Tunjangan profesi guru (TPG), lanjut Dudung, baru dibayarkan sejak 2006.

Jadi baru 14 tahun, itu pun belum semua guru PNS dan swasta yang terima.

Nah, bagaimana dengan 30 tahunan sekitar 800 ribu guru honorer yang tidak mendapatkan UMR dari pemerintah (pusat dan daerah).

Siapa yang bertanggung jawab atas masalah tersebut.

Dudung membeberkan, guru yang finansialnya tidak merdeka, antara lain entitas guru honorer.

Gaji guru honorer Rp 300 ribu per bulan. Itu pun dibayarkan tiga bulan sesudah kerja.

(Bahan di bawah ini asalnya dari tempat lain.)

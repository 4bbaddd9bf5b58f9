//! Partitioned fan-out set for the PUB/SUB family.
//!
//! The pipe set is a single ordered sequence logically split into three
//! contiguous zones by two cursors:
//!
//! ```text
//! [0, matching)      pipes matched in the current round
//! [matching, active) attached but unmatched
//! [active, len)      attached but passive (not yet eligible)
//! ```
//!
//! Membership changes are O(1) swaps across a cursor boundary. The
//! invariant `matching <= active <= len` holds after every operation.

use tracing::trace;

use crate::pipe::PipeId;

/// Fan-out set supporting "send to all attached" and "send to the subset
/// matched this round".
#[derive(Debug, Default)]
pub struct Distribution {
    pipes: Vec<PipeId>,
    matching: usize,
    active: usize,
}

impl Distribution {
    #[must_use]
    pub fn new() -> Self {
        Self {
            pipes: Vec::new(),
            matching: 0,
            active: 0,
        }
    }

    /// Attach a pipe into the active zone.
    pub fn attach(&mut self, pipe: PipeId) {
        self.pipes.push(pipe);
        let last = self.pipes.len() - 1;
        self.pipes.swap(self.active, last);
        self.active += 1;
    }

    /// Mark a pipe as matching for the next `send_to_matching`.
    ///
    /// Already-matching and passive pipes are left alone.
    pub fn matched(&mut self, pipe: PipeId) {
        let Some(index) = self.pipes.iter().position(|p| *p == pipe) else {
            return;
        };

        // Already matching.
        if index < self.matching {
            return;
        }

        // Passive pipes are not eligible.
        if index >= self.active {
            return;
        }

        self.pipes.swap(index, self.matching);
        self.matching += 1;
    }

    /// Reset the matching zone, typically before recomputing matches for
    /// a new publish round.
    pub fn unmatch(&mut self) {
        self.matching = 0;
    }

    /// Promote a passive pipe into the active zone.
    pub fn activated(&mut self, pipe: PipeId) {
        let Some(index) = self.pipes.iter().position(|p| *p == pipe) else {
            return;
        };
        if index < self.active {
            return;
        }

        self.pipes.swap(index, self.active);
        self.active += 1;
    }

    /// Remove a pipe, shrinking whichever zones contained it.
    pub fn terminated(&mut self, pipe: PipeId) {
        let Some(index) = self.pipes.iter().position(|p| *p == pipe) else {
            return;
        };

        if index < self.matching {
            self.matching -= 1;
        }
        if index < self.active {
            self.active -= 1;
        }

        // Order-preserving removal keeps the zones contiguous.
        self.pipes.remove(index);
    }

    /// Deliver to every attached (active) pipe.
    pub fn send_to_all(&mut self, write: impl FnMut(PipeId) -> bool) {
        self.matching = self.active;
        self.send_to_matching(write);
    }

    /// Deliver to the pipes matched this round.
    ///
    /// A failed write demotes that pipe out of the matching and active
    /// zones; the iteration index does not advance for the vacated slot
    /// because a different pipe now occupies it. `matching` strictly
    /// shrinks on every failure, so the loop terminates after at most
    /// `matching` failed writes.
    pub fn send_to_matching(&mut self, mut write: impl FnMut(PipeId) -> bool) {
        // No matching pipes: simply drop the message.
        if self.matching == 0 {
            return;
        }

        let mut i = 0;
        while i < self.matching {
            let pipe = self.pipes[i];
            if write(pipe) {
                i += 1;
            } else {
                trace!(%pipe, "write failed, demoting pipe to passive");

                // Swap out of the matching zone, then out of the active
                // zone; the pipe lands at the head of the passive zone.
                self.pipes.swap(i, self.matching - 1);
                self.matching -= 1;
                self.pipes.swap(self.matching, self.active - 1);
                self.active -= 1;
            }
        }
    }

    /// Number of pipes matched in the current round.
    #[must_use]
    pub fn matching(&self) -> usize {
        self.matching
    }

    /// Number of attached (eligible) pipes.
    #[must_use]
    pub fn active(&self) -> usize {
        self.active
    }

    /// Total number of pipes, passive included.
    #[must_use]
    pub fn len(&self) -> usize {
        self.pipes.len()
    }

    /// True if no pipes are attached at all.
    #[must_use]
    pub fn is_empty(&self) -> bool {
        self.pipes.is_empty()
    }
}
//! Socket options.

use bytes::Bytes;
use std::time::Duration;

/// Per-socket configuration.
///
/// Options are read at connect/accept time by the wire layer and at
/// receive time by the pattern policies.
#[derive(Debug, Clone)]
pub struct SocketOptions {
    /// Routing id announced in the transport-level identity handshake.
    /// May be empty; ROUTER peers then auto-assign an identity.
    pub routing_id: Bytes,

    /// When `false` (default), the pattern policy sees `attached` as soon
    /// as `connect()` is called and sends queue transparently until the
    /// transport connection completes. When `true`, `attached` and
    /// `terminated` track the live connection.
    pub immediate: bool,

    /// Fixed interval between reconnection attempts for outbound pipes.
    pub reconnect_interval: Duration,

    /// Deliver the peer's identity handshake to the pattern policy as a
    /// normal message (ROUTER-family sockets set this).
    pub recv_routing_id: bool,

    /// XPUB: forward duplicate (non-unique) subscription changes to the
    /// application as well.
    pub xpub_verbose: bool,
}

impl Default for SocketOptions {
    fn default() -> Self {
        Self {
            routing_id: Bytes::new(),
            immediate: false,
            reconnect_interval: Duration::from_millis(100),
            recv_routing_id: false,
            xpub_verbose: false,
        }
    }
}

impl SocketOptions {
    /// Set the routing id announced to peers.
    #[must_use]
    pub fn with_routing_id(mut self, routing_id: impl Into<Bytes>) -> Self {
        self.routing_id = routing_id.into();
        self
    }

    /// Set immediate mode.
    #[must_use]
    pub const fn with_immediate(mut self, immediate: bool) -> Self {
        self.immediate = immediate;
        self
    }

    /// Set the reconnection interval.
    #[must_use]
    pub const fn with_reconnect_interval(mut self, interval: Duration) -> Self {
        self.reconnect_interval = interval;
        self
    }

    /// Set XPUB verbose mode.
    #[must_use]
    pub const fn with_xpub_verbose(mut self, verbose: bool) -> Self {
        self.xpub_verbose = verbose;
        self
    }
}

#[cfg(test)]
mod tests {
    use super::*;

    #[test]
    fn test_defaults() {
        let opts = SocketOptions::default();
        assert!(opts.routing_id.is_empty());
        assert!(!opts.immediate);
        assert!(!opts.recv_routing_id);
        assert!(!opts.xpub_verbose);
        assert_eq!(opts.reconnect_interval, Duration::from_millis(100));
    }

    #[test]
    fn test_builders() {
        let opts = SocketOptions::default()
            .with_routing_id(&b"client-1"[..])
            .with_immediate(true)
            .with_reconnect_interval(Duration::from_millis(10))
            .with_xpub_verbose(true);

        assert_eq!(opts.routing_id, Bytes::from_static(b"client-1"));
        assert!(opts.immediate);
        assert!(opts.xpub_verbose);
        assert_eq!(opts.reconnect_interval, Duration::from_millis(10));
    }
}
//! ROUTER pattern.
//!
//! Every peer is known by a routing key. A freshly attached pipe is
//! anonymous until its first inbound message (the identity handshake):
//! a non-empty first frame declares an identity and gets keyed as
//! `[0x00][identity]`, an empty one gets an auto-assigned
//! `[0x01][u32 be counter]` key. Subsequent inbound messages are
//! delivered with the routing key prepended; outbound messages must
//! carry the target's routing key as their first frame.

use bytes::{BufMut, Bytes, BytesMut};
use hashbrown::HashMap;
use tracing::{debug, trace};

use strandmq_core::error::{Result, SocketError};
use strandmq_core::message::Frames;
use strandmq_core::pipe::PipeId;

use crate::pattern::{Pattern, SocketCtx};

/// Routing state shared by ROUTER and REP.
#[derive(Debug, Default)]
pub(crate) struct RouterCore {
    peers: HashMap<Bytes, PipeId>,
    /// Pipes whose identity handshake has not arrived yet.
    anonymous: Vec<PipeId>,
    next_auto_id: u32,
}

impl RouterCore {
    pub(crate) fn new() -> Self {
        Self::default()
    }

    pub(crate) fn attached(&mut self, pipe: PipeId) {
        self.anonymous.push(pipe);
    }

    pub(crate) fn terminated(&mut self, ctx: &mut SocketCtx<'_>, pipe: PipeId) {
        self.anonymous.retain(|p| *p != pipe);
        if let Some(key) = ctx.routing_key(pipe) {
            if self.peers.get(&key) == Some(&pipe) {
                self.peers.remove(&key);
            }
        }
    }

    /// Absorb one inbound message.
    ///
    /// The first message from an anonymous pipe is its identity
    /// handshake and is consumed here; later messages come back with the
    /// routing key prepended, ready for delivery.
    pub(crate) fn ingest(
        &mut self,
        ctx: &mut SocketCtx<'_>,
        pipe: PipeId,
        msg: Frames,
    ) -> Option<Frames> {
        if let Some(at) = self.anonymous.iter().position(|p| *p == pipe) {
            self.anonymous.swap_remove(at);

            let declared = msg.first().map(Bytes::clone).unwrap_or_default();
            let key = if declared.is_empty() {
                let mut key = BytesMut::with_capacity(5);
                key.put_u8(0x01);
                key.put_u32(self.next_auto_id);
                self.next_auto_id += 1;
                key.freeze()
            } else {
                let mut key = BytesMut::with_capacity(1 + declared.len());
                key.put_u8(0x00);
                key.put_slice(&declared);
                key.freeze()
            };

            debug!(%pipe, "peer identified");
            ctx.set_routing_key(pipe, key.clone());
            self.peers.insert(key, pipe);
            return None;
        }

        let key = ctx.routing_key(pipe)?;
        let mut out = Vec::with_capacity(msg.len() + 1);
        out.push(key);
        out.extend(msg);
        Some(out)
    }

    /// Route one outbound message by its leading routing-key frame.
    ///
    /// A message for a peer that is no longer connected is silently
    /// dropped; routed-message delivery is best effort by design of the
    /// pattern, not an error the sender can act on.
    pub(crate) fn route(&mut self, ctx: &mut SocketCtx<'_>, mut msg: Frames) -> Result<()> {
        if msg.len() <= 1 {
            return Err(SocketError::RoutingKeyMissing);
        }

        let key = msg.remove(0);
        let Some(&pipe) = self.peers.get(&key) else {
            trace!("dropping message for unknown routing key");
            return Ok(());
        };

        ctx.send_to(pipe, &msg);
        Ok(())
    }
}

#[derive(Debug, Default)]
pub(crate) struct RouterPolicy {
    core: RouterCore,
}

impl RouterPolicy {
    pub(crate) fn new() -> Self {
        Self::default()
    }
}

impl Pattern for RouterPolicy {
    fn attached(&mut self, _ctx: &mut SocketCtx<'_>, pipe: PipeId) {
        self.core.attached(pipe);
    }

    fn terminated(&mut self, ctx: &mut SocketCtx<'_>, pipe: PipeId) {
        self.core.terminated(ctx, pipe);
    }

    fn send(&mut self, ctx: &mut SocketCtx<'_>, msg: Frames) -> Result<()> {
        self.core.route(ctx, msg)
    }

    fn received(&mut self, ctx: &mut SocketCtx<'_>, pipe: PipeId, msg: Frames) {
        if let Some(enveloped) = self.core.ingest(ctx, pipe, msg) {
            ctx.deliver(enveloped);
        }
    }
}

Ini masalah pertama terkait “Tri Merdeka” yakni merdeka finansial keseluruhan guru.

Terkait “Tri Merdeka” yang kedua adalah merdeka kompetensi. Semua tenaga pendidik bersepakat guru harus merdeka kompetensi.

Artinya setiap guru wajib belajar sepanjang hayat dan terus belajar untuk meningkatkan layanan lebih baik pada anak didik. Guru merdeka harus memerdekakan anak didiknya.

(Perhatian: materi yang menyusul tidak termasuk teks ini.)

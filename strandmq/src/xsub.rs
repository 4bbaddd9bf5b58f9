//! XSUB pattern.
//!
//! Subscription changes travel upstream as control frames; data travels
//! downstream and is filtered locally against the subscription trie, so
//! a publisher that has not processed an unsubscribe yet cannot leak
//! messages through. On attach and on every reconnect the full
//! subscription set is replayed to the publisher.

use bytes::Bytes;
use smallvec::SmallVec;

use strandmq_core::distribution::Distribution;
use strandmq_core::error::Result;
use strandmq_core::message::Frames;
use strandmq_core::pipe::PipeId;
use strandmq_core::subscription::SubscriptionEvent;
use strandmq_core::trie::Trie;

use crate::pattern::{Pattern, SocketCtx};

#[derive(Debug, Default)]
pub(crate) struct XSubPolicy {
    subscriptions: Trie,
    dist: Distribution,
}

impl XSubPolicy {
    pub(crate) fn new() -> Self {
        Self::default()
    }

    fn replay_subscriptions(&self, ctx: &mut SocketCtx<'_>, pipe: PipeId) {
        let mut frames: SmallVec<[Bytes; 8]> = SmallVec::new();
        self.subscriptions.for_each(|prefix| {
            frames.push(SubscriptionEvent::Subscribe(Bytes::copy_from_slice(prefix)).to_frame());
        });
        for frame in frames {
            ctx.send_to(pipe, &[frame]);
        }
    }
}

impl Pattern for XSubPolicy {
    fn attached(&mut self, ctx: &mut SocketCtx<'_>, pipe: PipeId) {
        self.dist.attach(pipe);
        self.replay_subscriptions(ctx, pipe);
    }

    fn terminated(&mut self, _ctx: &mut SocketCtx<'_>, pipe: PipeId) {
        self.dist.terminated(pipe);
    }

    fn hiccuped(&mut self, ctx: &mut SocketCtx<'_>, pipe: PipeId) {
        // The publisher lost our subscription state with the old
        // connection; re-establish it.
        self.replay_subscriptions(ctx, pipe);
    }

    fn send(&mut self, ctx: &mut SocketCtx<'_>, msg: Frames) -> Result<()> {
        match msg.first().and_then(SubscriptionEvent::from_frame) {
            Some(SubscriptionEvent::Subscribe(topic)) => {
                // Duplicate subscribes are forwarded as well; the
                // publisher keeps its own counts.
                self.subscriptions.add(&topic);
                self.dist.send_to_all(|p| ctx.send_to(p, &msg));
            }
            Some(SubscriptionEvent::Unsubscribe(topic)) => {
                if self.subscriptions.remove(&topic) {
                    self.dist.send_to_all(|p| ctx.send_to(p, &msg));
                }
            }
            None => {
                // Not a control frame; XSUB may talk upstream freely.
                self.dist.send_to_all(|p| ctx.send_to(p, &msg));
            }
        }
        Ok(())
    }

    fn received(&mut self, ctx: &mut SocketCtx<'_>, _pipe: PipeId, msg: Frames) {
        let Some(topic) = msg.first() else {
            return;
        };
        if self.subscriptions.check(topic) {
            ctx.deliver(msg);
        }
    }
}
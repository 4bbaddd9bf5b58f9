//! REP pattern.
//!
//! A ROUTER with strict request/reply turn-taking. The envelope of the
//! request being answered (routing key plus any intermediary hops, up
//! to the empty delimiter) is held aside and re-applied to the reply.
//! Requests arriving while one is being answered queue up and are
//! served in FIFO order as replies go out.

use std::collections::VecDeque;

use bytes::Bytes;
use tracing::trace;

use strandmq_core::error::{Result, SocketError};
use strandmq_core::message::Frames;
use strandmq_core::pipe::PipeId;

use crate::pattern::{Pattern, SocketCtx};
use crate::router::RouterCore;

#[derive(Debug, Default)]
pub(crate) struct RepPolicy {
    router: RouterCore,
    /// Envelope frames of the request currently being answered.
    envelope: Vec<Bytes>,
    /// Enveloped requests waiting their turn (routing key included).
    pending: VecDeque<Frames>,
    sending_reply: bool,
}

impl RepPolicy {
    pub(crate) fn new() -> Self {
        Self::default()
    }

    /// Unwind one enveloped request: stash the envelope, deliver the
    /// body. A request with no delimiter frame is malformed; it is
    /// dropped and the next queued request takes its place.
    fn open_request(&mut self, ctx: &mut SocketCtx<'_>, mut msg: Frames) {
        self.sending_reply = false;
        loop {
            let mut rest = msg.into_iter();
            let mut delimited = false;
            for frame in rest.by_ref() {
                if frame.is_empty() {
                    delimited = true;
                    break;
                }
                self.envelope.push(frame);
            }

            if delimited {
                self.sending_reply = true;
                ctx.deliver(rest.collect());
                return;
            }

            trace!("dropping request without envelope delimiter");
            self.envelope.clear();
            match self.pending.pop_front() {
                Some(next) => msg = next,
                None => return,
            }
        }
    }
}

impl Pattern for RepPolicy {
    fn attached(&mut self, _ctx: &mut SocketCtx<'_>, pipe: PipeId) {
        self.router.attached(pipe);
    }

    fn terminated(&mut self, ctx: &mut SocketCtx<'_>, pipe: PipeId) {
        self.router.terminated(ctx, pipe);
    }

    fn send(&mut self, ctx: &mut SocketCtx<'_>, msg: Frames) -> Result<()> {
        if !self.sending_reply {
            return Err(SocketError::ReplyNotActive);
        }

        let mut reply = std::mem::take(&mut self.envelope);
        reply.push(Bytes::new());
        reply.extend(msg);
        self.router.route(ctx, reply)?;

        match self.pending.pop_front() {
            Some(next) => self.open_request(ctx, next),
            None => self.sending_reply = false,
        }
        Ok(())
    }

    fn received(&mut self, ctx: &mut SocketCtx<'_>, pipe: PipeId, msg: Frames) {
        let Some(enveloped) = self.router.ingest(ctx, pipe, msg) else {
            return;
        };

        if self.sending_reply {
            self.pending.push_back(enveloped);
        } else {
            self.open_request(ctx, enveloped);
        }
    }
}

Faktanya di lapangan tidak semua guru tersertifikasi “jalan di tempat”. Ratusan ribu guru melanjutkan pendidikan S-2 bahkan ada yang doktor.

Ribuan guru membuat buku. Ratusan guru menjadi guru berprestasi setiap tahun.

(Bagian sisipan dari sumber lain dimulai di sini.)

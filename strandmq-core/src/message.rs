//! Multipart message type and builder.
//!
//! A message is an ordered, non-empty sequence of binary frames; a frame
//! may be empty (used as an envelope delimiter). Frame order is preserved
//! end-to-end.

use bytes::Bytes;

/// The frames of one multipart message.
pub type Frames = Vec<Bytes>;

/// A multipart message builder with ergonomic frame construction.
///
/// # Examples
///
/// ```
/// use strandmq_core::message::Message;
///
/// let msg = Message::new()
///     .push_str("topic")
///     .push(&b"data"[..])
///     .into_frames();
/// assert_eq!(msg.len(), 2);
/// ```
#[derive(Debug, Clone, Default)]
pub struct Message {
    frames: Frames,
}

impl Message {
    /// Create a new empty message.
    #[must_use]
    pub const fn new() -> Self {
        Self { frames: Vec::new() }
    }

    /// Create a message from existing frames.
    #[must_use]
    pub const fn from_frames(frames: Frames) -> Self {
        Self { frames }
    }

    /// Add a frame from any type that can be converted to `Bytes`.
    #[must_use]
    pub fn push(mut self, frame: impl Into<Bytes>) -> Self {
        self.frames.push(frame.into());
        self
    }

    /// Add a string frame (UTF-8 encoded).
    #[must_use]
    pub fn push_str(mut self, s: &str) -> Self {
        self.frames.push(Bytes::copy_from_slice(s.as_bytes()));
        self
    }

    /// Add an empty frame (useful for envelope separation).
    ///
    /// ```
    /// # use strandmq_core::message::Message;
    /// // ROUTER envelope: [identity] [empty] [data]
    /// let msg = Message::new()
    ///     .push(&b"client-id"[..])
    ///     .push_empty()
    ///     .push_str("request");
    /// assert!(msg.frames()[1].is_empty());
    /// ```
    #[must_use]
    pub fn push_empty(mut self) -> Self {
        self.frames.push(Bytes::new());
        self
    }

    /// Get the number of frames.
    #[must_use]
    pub fn len(&self) -> usize {
        self.frames.len()
    }

    /// Check if the message has no frames.
    #[must_use]
    pub fn is_empty(&self) -> bool {
        self.frames.is_empty()
    }

    /// Get a reference to the frames.
    #[must_use]
    pub fn frames(&self) -> &[Bytes] {
        &self.frames
    }

    /// Consume the builder and return the frames.
    #[must_use]
    pub fn into_frames(self) -> Frames {
        self.frames
    }

    /// Try to view a frame as a UTF-8 string.
    ///
    /// # Errors
    ///
    /// Returns an error if the frame doesn't exist or isn't valid UTF-8.
    pub fn frame_str(&self, index: usize) -> std::io::Result<&str> {
        let frame = self.frames.get(index).ok_or_else(|| {
            std::io::Error::new(std::io::ErrorKind::InvalidData, "frame index out of bounds")
        })?;

        std::str::from_utf8(frame)
            .map_err(|e| std::io::Error::new(std::io::ErrorKind::InvalidData, e))
    }
}

impl From<Frames> for Message {
    fn from(frames: Frames) -> Self {
        Self { frames }
    }
}

impl From<Message> for Frames {
    fn from(msg: Message) -> Self {
        msg.frames
    }
}

impl From<Bytes> for Message {
    fn from(frame: Bytes) -> Self {
        Self {
            frames: vec![frame],
        }
    }
}

#[cfg(test)]
mod tests {
    use super::*;

    #[test]
    fn test_basic_builder() {
        let msg = Message::new()
            .push(&b"frame1"[..])
            .push_str("frame2")
            .push_empty()
            .push(vec![1, 2, 3]);

        assert_eq!(msg.len(), 4);
        assert_eq!(msg.frames()[0], b"frame1"[..]);
        assert_eq!(msg.frames()[1], b"frame2"[..]);
        assert_eq!(msg.frames()[2], b""[..]);
        assert_eq!(msg.frames()[3], &[1, 2, 3][..]);
    }

    #[test]
    fn test_into_frames() {
        let frames = Message::new()
            .push_str("hello")
            .push_str("world")
            .into_frames();

        assert_eq!(frames.len(), 2);
        assert_eq!(frames[0], b"hello"[..]);
        assert_eq!(frames[1], b"world"[..]);
    }

    #[test]
    fn test_frame_str() {
        let msg = Message::new().push_str("topic").push(&b"data"[..]);

        assert_eq!(msg.frame_str(0).unwrap(), "topic");
        assert!(msg.frame_str(2).is_err()); // Out of bounds
    }
}
//! Byte-prefix subscription trie (single subscriber).
//!
//! Records active subscription prefixes with reference counts. XSUB keeps
//! one of these for the topics it has subscribed to; `check` runs on the
//! receive path for every inbound publish and is allocation-free.
//!
//! Each node holds a sparse child table compacted to the dense range
//! `[min, min + count)` over the next byte, growing on insert outside the
//! range and shrinking from whichever side a removal vacates.

use bytes::Bytes;

/// Prefix set over byte strings with per-prefix reference counts.
#[derive(Debug, Default)]
pub struct Trie {
    refcount: u32,
    min: u8,
    count: usize,
    live_nodes: usize,
    next: Vec<Option<Box<Trie>>>,
}

impl Trie {
    #[must_use]
    pub fn new() -> Self {
        Self::default()
    }

    /// A node is redundant (prunable) when nothing references it and it
    /// has no live children.
    #[must_use]
    pub fn is_redundant(&self) -> bool {
        self.refcount == 0 && self.live_nodes == 0
    }

    /// Register a prefix.
    ///
    /// Returns `true` only if this was the first registration of this
    /// exact prefix (reference count 0 → 1).
    pub fn add(&mut self, prefix: &[u8]) -> bool {
        let Some((&byte, rest)) = prefix.split_first() else {
            // We are at the node corresponding to the prefix.
            self.refcount += 1;
            return self.refcount == 1;
        };

        if self.count == 0 || byte < self.min || byte as usize >= self.min as usize + self.count {
            // The byte is out of range of the current table; extend it.
            if self.count == 0 {
                self.min = byte;
                self.count = 1;
                self.next = vec![None];
            } else if byte > self.min {
                // The new byte is above the current range.
                self.count = (byte - self.min) as usize + 1;
                self.next.resize_with(self.count, || None);
            } else {
                // The new byte is below the current range.
                let grow = (self.min - byte) as usize;
                self.count += grow;
                let mut table: Vec<Option<Box<Trie>>> = Vec::with_capacity(self.count);
                table.resize_with(grow, || None);
                table.append(&mut self.next);
                self.next = table;
                self.min = byte;
            }
        }

        let slot = (byte - self.min) as usize;
        if self.next[slot].is_none() {
            self.next[slot] = Some(Box::new(Trie::new()));
            self.live_nodes += 1;
        }

        self.next[slot]
            .as_mut()
            .map_or(false, |node| node.add(rest))
    }

    /// Unregister a prefix.
    ///
    /// Returns `true` only if this was the last registration of this
    /// exact prefix (reference count 1 → 0). Removing a prefix that was
    /// never added returns `false`.
    pub fn remove(&mut self, prefix: &[u8]) -> bool {
        let Some((&byte, rest)) = prefix.split_first() else {
            if self.refcount == 0 {
                return false;
            }
            self.refcount -= 1;
            return self.refcount == 0;
        };

        if self.count == 0 || byte < self.min || byte as usize >= self.min as usize + self.count {
            return false;
        }

        let slot = (byte - self.min) as usize;
        let Some(node) = self.next[slot].as_mut() else {
            return false;
        };

        let was_removed = node.remove(rest);

        if node.is_redundant() {
            self.next[slot] = None;
            self.live_nodes -= 1;
            self.compact(byte);
        }

        was_removed
    }

    /// Shrink the child table after the slot for `removed` was vacated.
    fn compact(&mut self, removed: u8) {
        if self.count == 1 {
            self.next.clear();
            self.count = 0;
            self.min = 0;
            debug_assert_eq!(self.live_nodes, 0);
            return;
        }

        if removed == self.min {
            // Compact the table from the left.
            if let Some(first) = self.next.iter().position(Option::is_some) {
                self.next.drain(..first);
                self.count -= first;
                self.min = (self.min as usize + first) as u8;
            }
        } else if removed as usize == self.min as usize + self.count - 1 {
            // Compact the table from the right.
            if let Some(last) = self.next.iter().rposition(Option::is_some) {
                self.next.truncate(last + 1);
                self.count = last + 1;
            }
        }
    }

    /// Longest-available-prefix match.
    ///
    /// Returns `true` as soon as any node along `data` holds a live
    /// registration, so a subscription to `"A"` matches topic `"AAA"`.
    ///
    /// This function is on the critical path of every publish filter; it
    /// deliberately avoids recursion and never allocates.
    #[must_use]
    pub fn check(&self, data: &[u8]) -> bool {
        let mut current = self;
        let mut data = data;

        loop {
            // Found a registered subscription.
            if current.refcount > 0 {
                return true;
            }

            // All bytes consumed without a match.
            let Some((&byte, rest)) = data.split_first() else {
                return false;
            };

            // No slot for the next byte: no match.
            if current.count == 0
                || byte < current.min
                || byte as usize >= current.min as usize + current.count
            {
                return false;
            }

            match current.next[(byte - current.min) as usize].as_deref() {
                Some(node) => current = node,
                None => return false,
            }
            data = rest;
        }
    }

    /// Apply `func` to every registered prefix, depth-first in ascending
    /// byte order (not insertion order).
    pub fn for_each(&self, mut func: impl FnMut(&[u8])) {
        let mut buffer = Vec::new();
        self.for_each_inner(&mut buffer, &mut func);
    }

    fn for_each_inner(&self, buffer: &mut Vec<u8>, func: &mut impl FnMut(&[u8])) {
        if self.refcount > 0 {
            func(buffer);
        }

        for (i, child) in self.next.iter().enumerate() {
            if let Some(child) = child {
                buffer.push((self.min as usize + i) as u8);
                child.for_each_inner(buffer, func);
                buffer.pop();
            }
        }
    }

    /// Collect every registered prefix as owned byte strings.
    #[must_use]
    pub fn prefixes(&self) -> Vec<Bytes> {
        let mut out = Vec::new();
        self.for_each(|prefix| out.push(Bytes::copy_from_slice(prefix)));
        out
    }
}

Ratusan guru bahkan menjadi tokoh di masyarakat. Walaupun jumlahnya dianggap kecil, tetapi ada gerakan “merangkak” menuju guru yang lebih baik.

“Tri Merdeka” ketiga adalah merdeka apresiasi. Negara harus mampu mengapresiasi guru-guru penggerak yang selama ini sudah tampil beda.

Guru-guru terbaik di setiap sekolahan harus mendapatkan merdeka apresiasi.

Misal mengapa guru berprestasi dan penggerak tidak menerima kemudahan atau otomatis menjadi calon kepala sekolah.

Jangan sampai guru-guru penggerak, guru-guru berprestasi “tidak merdeka” karena ada kongkalingkong politik lokal.

“Merdeka apresiasi artinya setiap guru penggerak dan guru berprestasi terdata dengan baik dan disiapkan untuk menjadi pemimpin sekolah," tandasnya. (esy/jpnn)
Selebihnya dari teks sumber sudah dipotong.